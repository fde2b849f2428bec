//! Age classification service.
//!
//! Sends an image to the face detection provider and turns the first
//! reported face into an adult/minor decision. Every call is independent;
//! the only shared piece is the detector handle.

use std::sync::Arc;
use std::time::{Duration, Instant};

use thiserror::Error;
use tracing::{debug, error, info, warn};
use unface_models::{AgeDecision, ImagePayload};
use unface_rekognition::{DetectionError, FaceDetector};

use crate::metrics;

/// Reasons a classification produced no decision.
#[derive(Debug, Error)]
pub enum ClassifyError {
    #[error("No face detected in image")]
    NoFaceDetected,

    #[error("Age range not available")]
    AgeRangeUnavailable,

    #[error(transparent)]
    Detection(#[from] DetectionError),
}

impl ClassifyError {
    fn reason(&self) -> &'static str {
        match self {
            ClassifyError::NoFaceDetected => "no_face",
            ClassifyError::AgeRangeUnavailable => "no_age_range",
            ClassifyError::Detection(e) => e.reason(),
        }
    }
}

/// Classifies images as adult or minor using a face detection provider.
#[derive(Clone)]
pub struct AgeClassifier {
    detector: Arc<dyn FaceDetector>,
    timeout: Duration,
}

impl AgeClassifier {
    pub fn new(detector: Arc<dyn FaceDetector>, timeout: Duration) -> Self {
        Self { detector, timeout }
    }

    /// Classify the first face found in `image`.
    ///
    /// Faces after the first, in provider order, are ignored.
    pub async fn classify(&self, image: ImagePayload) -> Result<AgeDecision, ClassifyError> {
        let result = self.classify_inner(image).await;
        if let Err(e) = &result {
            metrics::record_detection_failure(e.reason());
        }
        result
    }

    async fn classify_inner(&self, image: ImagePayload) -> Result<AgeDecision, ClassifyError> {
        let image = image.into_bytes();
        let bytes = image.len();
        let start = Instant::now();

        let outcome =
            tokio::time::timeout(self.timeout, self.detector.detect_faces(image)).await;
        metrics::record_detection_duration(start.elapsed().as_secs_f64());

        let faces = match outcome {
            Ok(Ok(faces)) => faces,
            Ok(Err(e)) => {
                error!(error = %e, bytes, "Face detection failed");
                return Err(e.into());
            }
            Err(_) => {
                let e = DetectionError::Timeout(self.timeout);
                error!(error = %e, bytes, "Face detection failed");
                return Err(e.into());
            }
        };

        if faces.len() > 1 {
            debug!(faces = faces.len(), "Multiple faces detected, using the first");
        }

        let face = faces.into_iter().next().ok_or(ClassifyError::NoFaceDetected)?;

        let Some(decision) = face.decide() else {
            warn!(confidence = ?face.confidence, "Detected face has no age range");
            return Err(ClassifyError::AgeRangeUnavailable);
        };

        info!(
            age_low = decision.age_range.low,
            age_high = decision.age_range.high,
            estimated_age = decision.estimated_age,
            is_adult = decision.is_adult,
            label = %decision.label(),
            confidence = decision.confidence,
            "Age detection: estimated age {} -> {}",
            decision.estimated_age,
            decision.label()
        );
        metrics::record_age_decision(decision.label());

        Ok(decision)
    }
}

══════════

ABOUT THIS TASK: In the records above, find each line holding "classification" and copy it.

ANSWER FOR THE TASK:
//! Age classification service.
/// Reasons a classification produced no decision.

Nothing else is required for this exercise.